(Stored data)
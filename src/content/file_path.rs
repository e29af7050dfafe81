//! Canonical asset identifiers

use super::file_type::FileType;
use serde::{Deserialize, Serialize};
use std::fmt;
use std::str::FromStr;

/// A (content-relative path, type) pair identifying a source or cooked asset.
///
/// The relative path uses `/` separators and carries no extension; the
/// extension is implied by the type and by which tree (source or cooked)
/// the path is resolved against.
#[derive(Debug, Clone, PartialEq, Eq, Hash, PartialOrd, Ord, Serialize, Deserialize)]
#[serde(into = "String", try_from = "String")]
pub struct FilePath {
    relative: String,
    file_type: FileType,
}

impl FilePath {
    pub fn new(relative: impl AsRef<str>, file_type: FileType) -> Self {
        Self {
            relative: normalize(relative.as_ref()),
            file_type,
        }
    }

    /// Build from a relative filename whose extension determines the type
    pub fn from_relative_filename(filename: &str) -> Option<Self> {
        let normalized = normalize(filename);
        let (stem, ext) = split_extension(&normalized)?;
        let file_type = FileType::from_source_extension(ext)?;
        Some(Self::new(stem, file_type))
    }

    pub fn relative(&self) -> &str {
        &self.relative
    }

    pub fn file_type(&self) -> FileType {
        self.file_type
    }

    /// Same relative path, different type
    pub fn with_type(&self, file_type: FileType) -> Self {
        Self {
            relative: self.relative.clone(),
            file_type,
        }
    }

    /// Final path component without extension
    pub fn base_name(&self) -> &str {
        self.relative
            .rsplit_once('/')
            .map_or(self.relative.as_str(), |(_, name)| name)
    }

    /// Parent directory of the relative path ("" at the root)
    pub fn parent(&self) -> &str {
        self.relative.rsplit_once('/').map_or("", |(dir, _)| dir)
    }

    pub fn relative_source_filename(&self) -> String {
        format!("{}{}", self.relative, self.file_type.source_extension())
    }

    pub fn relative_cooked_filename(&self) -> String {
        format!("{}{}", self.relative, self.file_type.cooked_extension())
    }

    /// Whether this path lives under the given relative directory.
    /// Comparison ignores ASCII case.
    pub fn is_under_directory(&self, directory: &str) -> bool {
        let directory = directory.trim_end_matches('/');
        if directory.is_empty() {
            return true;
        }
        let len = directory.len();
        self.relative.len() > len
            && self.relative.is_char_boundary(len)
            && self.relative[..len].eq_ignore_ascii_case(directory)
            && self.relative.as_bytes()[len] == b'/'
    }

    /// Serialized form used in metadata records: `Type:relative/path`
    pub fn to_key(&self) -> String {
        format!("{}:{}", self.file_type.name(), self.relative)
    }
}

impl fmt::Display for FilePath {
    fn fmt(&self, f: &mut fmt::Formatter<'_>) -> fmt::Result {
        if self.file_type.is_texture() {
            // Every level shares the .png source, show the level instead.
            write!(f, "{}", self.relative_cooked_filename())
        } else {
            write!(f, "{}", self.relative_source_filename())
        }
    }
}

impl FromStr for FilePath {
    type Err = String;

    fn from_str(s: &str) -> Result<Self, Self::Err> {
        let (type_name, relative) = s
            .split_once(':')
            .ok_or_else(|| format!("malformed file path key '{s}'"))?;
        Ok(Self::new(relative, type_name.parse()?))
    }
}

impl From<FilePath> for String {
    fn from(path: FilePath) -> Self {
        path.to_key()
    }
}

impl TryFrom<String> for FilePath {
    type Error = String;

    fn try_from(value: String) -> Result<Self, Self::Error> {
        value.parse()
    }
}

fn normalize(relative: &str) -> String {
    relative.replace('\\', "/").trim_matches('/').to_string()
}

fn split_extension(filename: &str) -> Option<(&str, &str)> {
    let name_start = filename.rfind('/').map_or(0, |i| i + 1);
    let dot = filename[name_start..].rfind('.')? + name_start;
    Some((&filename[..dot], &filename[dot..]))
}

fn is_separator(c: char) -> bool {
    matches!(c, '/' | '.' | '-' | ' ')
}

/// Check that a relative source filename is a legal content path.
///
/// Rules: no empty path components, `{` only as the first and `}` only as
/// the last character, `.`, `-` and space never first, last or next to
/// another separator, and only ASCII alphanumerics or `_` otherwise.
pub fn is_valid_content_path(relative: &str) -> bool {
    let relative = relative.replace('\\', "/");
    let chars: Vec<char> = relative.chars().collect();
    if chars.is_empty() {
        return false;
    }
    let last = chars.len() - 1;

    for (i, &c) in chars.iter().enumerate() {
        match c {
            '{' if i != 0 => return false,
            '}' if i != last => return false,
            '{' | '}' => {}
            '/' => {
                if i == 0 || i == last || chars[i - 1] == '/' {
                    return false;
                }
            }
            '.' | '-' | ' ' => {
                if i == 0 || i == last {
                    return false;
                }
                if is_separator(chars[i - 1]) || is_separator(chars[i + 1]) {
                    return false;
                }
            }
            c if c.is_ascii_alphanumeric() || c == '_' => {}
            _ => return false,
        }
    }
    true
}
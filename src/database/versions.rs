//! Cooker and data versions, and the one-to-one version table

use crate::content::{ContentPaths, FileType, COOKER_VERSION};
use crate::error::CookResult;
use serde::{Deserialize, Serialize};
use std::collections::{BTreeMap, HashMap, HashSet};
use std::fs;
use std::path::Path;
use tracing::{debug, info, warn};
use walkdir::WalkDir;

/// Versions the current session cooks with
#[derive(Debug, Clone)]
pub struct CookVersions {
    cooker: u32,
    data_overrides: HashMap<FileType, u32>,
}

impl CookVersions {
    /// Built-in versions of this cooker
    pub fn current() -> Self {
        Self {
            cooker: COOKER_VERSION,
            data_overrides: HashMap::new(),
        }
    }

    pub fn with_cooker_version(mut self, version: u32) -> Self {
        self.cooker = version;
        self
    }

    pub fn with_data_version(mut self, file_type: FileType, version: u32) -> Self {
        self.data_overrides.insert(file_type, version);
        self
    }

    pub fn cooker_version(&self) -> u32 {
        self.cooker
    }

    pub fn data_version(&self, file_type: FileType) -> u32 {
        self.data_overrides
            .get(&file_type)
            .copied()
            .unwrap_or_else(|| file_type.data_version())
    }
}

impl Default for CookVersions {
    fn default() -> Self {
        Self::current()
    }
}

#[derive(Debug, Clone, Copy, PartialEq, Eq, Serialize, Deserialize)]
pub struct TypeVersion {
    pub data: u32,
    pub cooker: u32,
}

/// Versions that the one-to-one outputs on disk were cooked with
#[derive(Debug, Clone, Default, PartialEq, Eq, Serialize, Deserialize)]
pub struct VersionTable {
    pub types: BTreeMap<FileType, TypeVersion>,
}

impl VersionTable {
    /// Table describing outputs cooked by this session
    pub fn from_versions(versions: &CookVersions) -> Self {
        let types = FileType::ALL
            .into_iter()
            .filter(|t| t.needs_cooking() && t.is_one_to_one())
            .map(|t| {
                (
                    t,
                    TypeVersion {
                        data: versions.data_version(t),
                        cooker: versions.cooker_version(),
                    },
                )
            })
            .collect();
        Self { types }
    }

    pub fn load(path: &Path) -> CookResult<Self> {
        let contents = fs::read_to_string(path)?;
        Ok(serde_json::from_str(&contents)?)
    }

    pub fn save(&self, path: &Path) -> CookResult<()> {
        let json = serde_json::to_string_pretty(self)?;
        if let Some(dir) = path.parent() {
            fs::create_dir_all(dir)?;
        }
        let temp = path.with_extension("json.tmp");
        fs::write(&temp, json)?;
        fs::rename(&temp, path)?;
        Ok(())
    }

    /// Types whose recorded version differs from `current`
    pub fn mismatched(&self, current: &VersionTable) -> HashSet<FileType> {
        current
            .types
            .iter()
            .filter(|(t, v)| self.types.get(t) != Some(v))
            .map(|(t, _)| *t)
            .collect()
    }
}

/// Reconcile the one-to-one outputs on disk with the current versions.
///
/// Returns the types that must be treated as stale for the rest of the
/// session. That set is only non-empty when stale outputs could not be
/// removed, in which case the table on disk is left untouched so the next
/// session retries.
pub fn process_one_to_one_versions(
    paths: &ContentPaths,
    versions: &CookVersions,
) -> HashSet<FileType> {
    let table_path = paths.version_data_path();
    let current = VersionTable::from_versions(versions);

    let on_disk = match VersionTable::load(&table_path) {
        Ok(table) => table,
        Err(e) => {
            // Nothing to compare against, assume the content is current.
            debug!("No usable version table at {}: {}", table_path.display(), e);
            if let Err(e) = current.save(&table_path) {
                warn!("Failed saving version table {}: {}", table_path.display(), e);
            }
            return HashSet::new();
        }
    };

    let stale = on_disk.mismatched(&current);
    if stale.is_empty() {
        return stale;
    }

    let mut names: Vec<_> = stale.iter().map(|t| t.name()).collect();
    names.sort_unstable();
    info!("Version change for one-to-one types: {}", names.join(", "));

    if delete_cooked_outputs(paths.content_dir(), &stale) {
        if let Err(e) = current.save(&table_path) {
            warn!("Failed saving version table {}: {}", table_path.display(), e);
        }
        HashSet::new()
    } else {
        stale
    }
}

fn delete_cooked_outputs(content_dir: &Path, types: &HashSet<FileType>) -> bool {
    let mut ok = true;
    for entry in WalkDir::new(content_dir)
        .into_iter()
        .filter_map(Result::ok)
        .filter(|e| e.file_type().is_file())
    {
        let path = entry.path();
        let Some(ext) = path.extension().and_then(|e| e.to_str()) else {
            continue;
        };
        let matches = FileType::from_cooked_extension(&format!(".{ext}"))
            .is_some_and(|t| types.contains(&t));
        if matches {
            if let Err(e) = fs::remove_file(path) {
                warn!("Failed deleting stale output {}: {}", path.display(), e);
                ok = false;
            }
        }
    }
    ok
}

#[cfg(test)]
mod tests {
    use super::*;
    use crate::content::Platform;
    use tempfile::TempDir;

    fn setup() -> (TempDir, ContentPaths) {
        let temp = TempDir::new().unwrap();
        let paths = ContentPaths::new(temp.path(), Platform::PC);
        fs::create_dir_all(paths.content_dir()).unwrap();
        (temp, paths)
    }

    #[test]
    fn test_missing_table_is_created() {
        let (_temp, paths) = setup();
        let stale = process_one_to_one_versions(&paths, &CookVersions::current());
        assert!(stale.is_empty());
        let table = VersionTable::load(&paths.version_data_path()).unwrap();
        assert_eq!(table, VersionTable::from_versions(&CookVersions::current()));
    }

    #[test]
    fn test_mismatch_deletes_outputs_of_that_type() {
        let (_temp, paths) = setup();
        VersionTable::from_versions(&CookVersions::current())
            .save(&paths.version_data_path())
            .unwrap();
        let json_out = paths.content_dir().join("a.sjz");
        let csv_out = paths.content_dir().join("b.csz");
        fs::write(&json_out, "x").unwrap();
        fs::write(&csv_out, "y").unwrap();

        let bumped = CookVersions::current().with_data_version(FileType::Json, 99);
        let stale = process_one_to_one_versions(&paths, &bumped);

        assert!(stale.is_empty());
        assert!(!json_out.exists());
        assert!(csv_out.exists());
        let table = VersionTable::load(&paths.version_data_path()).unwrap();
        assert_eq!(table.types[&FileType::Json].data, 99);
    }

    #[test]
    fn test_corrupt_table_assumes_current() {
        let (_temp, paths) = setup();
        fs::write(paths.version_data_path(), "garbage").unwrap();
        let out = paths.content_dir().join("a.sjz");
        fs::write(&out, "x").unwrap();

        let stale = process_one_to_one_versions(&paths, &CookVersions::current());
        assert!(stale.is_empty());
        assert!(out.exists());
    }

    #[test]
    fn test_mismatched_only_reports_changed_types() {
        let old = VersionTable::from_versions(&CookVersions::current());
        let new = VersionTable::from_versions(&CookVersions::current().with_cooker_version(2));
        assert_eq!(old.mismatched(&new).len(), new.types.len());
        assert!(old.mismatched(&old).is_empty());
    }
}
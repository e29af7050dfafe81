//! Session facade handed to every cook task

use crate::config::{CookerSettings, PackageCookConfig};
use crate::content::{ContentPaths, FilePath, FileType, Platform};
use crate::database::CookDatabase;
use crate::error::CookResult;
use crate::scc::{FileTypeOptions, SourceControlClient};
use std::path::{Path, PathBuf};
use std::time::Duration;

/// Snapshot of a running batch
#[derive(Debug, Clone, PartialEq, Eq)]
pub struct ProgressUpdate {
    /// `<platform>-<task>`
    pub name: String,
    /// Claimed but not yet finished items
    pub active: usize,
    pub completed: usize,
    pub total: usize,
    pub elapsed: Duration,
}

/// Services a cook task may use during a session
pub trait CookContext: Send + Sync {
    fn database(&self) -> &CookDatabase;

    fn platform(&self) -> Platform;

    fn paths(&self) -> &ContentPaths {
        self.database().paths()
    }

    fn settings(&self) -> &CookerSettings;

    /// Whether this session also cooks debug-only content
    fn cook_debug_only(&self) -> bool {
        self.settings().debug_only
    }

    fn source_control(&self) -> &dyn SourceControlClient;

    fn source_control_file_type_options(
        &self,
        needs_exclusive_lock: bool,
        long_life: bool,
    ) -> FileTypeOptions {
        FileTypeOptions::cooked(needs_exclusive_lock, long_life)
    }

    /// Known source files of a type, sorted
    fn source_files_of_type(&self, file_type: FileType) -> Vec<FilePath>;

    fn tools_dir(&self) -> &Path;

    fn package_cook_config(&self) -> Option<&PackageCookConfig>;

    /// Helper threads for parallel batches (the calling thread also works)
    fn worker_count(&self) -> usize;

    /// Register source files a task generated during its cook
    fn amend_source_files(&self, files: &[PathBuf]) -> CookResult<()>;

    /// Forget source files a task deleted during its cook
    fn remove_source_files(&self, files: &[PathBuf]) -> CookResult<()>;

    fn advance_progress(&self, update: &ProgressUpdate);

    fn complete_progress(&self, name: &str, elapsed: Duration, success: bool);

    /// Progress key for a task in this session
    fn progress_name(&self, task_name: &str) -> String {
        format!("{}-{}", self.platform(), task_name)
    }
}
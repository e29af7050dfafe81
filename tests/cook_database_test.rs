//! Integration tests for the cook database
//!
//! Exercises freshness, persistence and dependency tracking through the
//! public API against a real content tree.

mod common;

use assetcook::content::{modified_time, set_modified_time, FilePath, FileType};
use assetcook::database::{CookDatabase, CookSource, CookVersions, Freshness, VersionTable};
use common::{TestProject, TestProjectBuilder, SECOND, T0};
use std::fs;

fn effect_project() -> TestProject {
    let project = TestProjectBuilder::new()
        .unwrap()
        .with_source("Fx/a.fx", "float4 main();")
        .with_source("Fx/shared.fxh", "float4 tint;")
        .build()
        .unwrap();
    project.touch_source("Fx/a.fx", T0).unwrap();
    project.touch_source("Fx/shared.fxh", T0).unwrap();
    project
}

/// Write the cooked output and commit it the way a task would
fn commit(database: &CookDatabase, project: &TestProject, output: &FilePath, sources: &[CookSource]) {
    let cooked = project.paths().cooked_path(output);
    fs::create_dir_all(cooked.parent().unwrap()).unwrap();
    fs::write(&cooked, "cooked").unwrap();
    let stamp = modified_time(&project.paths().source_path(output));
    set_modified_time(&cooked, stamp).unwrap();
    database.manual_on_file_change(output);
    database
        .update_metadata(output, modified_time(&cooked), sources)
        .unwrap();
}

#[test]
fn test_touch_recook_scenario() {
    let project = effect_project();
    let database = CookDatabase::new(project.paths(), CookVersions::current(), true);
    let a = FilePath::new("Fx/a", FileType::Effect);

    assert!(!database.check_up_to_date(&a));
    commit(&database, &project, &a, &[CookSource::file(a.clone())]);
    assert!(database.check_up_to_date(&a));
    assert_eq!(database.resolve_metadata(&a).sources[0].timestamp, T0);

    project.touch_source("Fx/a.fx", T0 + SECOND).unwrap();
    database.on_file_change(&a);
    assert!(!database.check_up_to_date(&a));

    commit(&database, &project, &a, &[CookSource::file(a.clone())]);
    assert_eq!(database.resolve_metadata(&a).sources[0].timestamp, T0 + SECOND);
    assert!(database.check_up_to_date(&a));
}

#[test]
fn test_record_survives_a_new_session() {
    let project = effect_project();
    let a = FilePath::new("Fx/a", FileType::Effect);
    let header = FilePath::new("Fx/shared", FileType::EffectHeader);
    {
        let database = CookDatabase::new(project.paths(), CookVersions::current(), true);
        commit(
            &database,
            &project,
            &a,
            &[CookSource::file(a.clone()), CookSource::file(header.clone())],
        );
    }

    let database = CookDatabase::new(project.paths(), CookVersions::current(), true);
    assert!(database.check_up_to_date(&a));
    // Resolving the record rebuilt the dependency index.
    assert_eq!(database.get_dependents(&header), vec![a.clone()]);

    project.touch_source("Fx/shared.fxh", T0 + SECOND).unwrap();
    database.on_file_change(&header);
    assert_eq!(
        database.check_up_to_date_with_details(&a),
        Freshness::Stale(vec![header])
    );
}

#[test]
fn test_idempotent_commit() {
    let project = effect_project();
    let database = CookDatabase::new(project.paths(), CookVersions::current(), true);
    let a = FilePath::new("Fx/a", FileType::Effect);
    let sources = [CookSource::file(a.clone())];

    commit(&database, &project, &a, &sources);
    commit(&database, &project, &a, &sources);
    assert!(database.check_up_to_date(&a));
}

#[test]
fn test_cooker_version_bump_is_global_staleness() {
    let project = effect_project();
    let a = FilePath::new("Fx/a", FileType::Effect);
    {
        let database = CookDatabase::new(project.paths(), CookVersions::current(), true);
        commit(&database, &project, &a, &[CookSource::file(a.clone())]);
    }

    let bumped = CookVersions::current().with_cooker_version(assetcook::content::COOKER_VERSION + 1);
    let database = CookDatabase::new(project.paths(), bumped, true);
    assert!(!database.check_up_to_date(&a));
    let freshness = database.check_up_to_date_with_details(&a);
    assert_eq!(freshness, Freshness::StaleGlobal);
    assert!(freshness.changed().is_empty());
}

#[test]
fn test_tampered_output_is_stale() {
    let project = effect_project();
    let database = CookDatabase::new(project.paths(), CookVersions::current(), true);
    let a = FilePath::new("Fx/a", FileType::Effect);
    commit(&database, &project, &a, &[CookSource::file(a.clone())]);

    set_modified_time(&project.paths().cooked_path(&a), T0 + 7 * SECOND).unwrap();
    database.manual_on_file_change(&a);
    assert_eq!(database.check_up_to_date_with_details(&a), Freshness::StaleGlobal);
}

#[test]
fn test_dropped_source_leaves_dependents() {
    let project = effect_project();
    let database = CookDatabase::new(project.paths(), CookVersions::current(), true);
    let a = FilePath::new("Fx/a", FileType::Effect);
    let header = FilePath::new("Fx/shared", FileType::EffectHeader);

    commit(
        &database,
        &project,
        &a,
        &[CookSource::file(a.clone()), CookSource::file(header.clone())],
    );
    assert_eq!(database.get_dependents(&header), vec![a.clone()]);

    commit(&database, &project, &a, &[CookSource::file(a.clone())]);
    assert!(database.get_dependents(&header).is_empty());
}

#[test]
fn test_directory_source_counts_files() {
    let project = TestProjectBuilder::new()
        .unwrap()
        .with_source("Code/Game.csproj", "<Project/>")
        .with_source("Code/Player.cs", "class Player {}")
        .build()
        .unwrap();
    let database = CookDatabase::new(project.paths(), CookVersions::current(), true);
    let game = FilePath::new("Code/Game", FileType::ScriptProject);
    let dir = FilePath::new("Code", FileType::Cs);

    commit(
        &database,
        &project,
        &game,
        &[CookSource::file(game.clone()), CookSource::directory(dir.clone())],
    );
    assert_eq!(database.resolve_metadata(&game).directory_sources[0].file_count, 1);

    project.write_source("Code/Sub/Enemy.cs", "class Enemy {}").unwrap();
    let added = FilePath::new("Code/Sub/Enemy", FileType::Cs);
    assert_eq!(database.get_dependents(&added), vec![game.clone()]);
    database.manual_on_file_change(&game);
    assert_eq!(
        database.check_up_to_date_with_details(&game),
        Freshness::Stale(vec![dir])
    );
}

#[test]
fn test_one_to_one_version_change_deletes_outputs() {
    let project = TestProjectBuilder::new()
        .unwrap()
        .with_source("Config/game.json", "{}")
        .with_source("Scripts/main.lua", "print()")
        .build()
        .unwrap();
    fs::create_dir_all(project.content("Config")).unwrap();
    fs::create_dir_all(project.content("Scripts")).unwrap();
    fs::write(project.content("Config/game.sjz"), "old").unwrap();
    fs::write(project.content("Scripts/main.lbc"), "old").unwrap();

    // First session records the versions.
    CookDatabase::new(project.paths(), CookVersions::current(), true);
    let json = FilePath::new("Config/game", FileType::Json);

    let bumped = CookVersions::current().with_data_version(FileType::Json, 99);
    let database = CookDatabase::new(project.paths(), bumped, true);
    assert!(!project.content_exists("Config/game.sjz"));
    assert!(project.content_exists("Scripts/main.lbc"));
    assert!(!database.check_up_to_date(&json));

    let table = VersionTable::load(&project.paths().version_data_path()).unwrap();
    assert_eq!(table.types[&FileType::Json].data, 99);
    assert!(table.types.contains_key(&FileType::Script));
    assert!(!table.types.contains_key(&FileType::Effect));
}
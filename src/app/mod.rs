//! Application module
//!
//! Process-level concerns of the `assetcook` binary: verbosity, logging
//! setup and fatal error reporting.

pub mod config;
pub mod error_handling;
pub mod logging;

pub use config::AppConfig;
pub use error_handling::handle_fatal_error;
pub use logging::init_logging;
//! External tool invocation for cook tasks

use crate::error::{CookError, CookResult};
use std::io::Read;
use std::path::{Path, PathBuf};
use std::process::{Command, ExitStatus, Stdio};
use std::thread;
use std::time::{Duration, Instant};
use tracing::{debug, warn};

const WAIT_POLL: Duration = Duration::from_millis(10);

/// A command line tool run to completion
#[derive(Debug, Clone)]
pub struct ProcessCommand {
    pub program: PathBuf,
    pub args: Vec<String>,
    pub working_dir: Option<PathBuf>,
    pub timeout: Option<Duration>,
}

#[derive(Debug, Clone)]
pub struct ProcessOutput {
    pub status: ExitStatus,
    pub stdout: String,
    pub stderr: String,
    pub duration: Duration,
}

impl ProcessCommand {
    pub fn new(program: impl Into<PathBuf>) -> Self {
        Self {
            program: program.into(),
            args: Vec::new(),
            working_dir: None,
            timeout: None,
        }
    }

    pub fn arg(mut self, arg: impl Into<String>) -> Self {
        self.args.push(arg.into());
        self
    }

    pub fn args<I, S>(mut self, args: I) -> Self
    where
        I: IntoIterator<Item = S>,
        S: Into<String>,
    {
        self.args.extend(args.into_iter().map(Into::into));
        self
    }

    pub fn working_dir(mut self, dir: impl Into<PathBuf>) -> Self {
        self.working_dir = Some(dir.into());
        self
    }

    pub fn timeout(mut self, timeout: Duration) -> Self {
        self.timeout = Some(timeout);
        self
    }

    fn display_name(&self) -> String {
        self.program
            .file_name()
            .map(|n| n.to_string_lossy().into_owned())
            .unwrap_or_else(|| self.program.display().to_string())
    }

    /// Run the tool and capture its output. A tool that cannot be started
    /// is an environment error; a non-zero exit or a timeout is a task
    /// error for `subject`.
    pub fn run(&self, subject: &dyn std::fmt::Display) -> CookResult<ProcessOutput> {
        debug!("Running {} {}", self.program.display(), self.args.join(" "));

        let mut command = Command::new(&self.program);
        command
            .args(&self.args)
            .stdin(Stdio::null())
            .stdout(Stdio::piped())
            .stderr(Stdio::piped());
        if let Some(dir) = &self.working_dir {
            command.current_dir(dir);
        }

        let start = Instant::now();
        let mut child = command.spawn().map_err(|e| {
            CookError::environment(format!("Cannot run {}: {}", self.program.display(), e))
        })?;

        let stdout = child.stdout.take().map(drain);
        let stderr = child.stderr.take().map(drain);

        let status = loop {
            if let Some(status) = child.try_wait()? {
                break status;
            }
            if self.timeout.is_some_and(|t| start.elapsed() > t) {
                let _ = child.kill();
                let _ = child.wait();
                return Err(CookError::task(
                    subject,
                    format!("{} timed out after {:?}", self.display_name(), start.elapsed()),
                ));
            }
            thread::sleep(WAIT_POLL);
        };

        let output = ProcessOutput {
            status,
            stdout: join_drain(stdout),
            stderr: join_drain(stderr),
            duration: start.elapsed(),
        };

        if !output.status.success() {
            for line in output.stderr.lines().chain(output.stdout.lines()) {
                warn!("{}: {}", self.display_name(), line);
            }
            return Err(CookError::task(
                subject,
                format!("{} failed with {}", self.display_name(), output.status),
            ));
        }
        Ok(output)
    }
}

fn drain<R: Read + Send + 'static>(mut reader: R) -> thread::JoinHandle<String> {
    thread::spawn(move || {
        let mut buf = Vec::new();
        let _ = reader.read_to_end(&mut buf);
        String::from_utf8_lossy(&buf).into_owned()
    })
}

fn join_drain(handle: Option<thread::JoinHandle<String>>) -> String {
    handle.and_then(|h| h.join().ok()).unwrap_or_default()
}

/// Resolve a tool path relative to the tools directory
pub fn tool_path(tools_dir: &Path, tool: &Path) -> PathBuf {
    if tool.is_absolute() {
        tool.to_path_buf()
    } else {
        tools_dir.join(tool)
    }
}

• [INSTRUCTIONS FOR THE TASK] Search the records for the word "header", then list every line that has it.

• [RESPONSE TO THIS TASK]
    let header = FilePath::new("Fx/shared", FileType::EffectHeader);
            &[CookSource::file(a.clone()), CookSource::file(header.clone())],
    assert_eq!(database.get_dependents(&header), vec![a.clone()]);
    database.on_file_change(&header);
        Freshness::Stale(vec![header])
    let header = FilePath::new("Fx/shared", FileType::EffectHeader);
        &[CookSource::file(a.clone()), CookSource::file(header.clone())],
    assert_eq!(database.get_dependents(&header), vec![a.clone()]);
    assert!(database.get_dependents(&header).is_empty());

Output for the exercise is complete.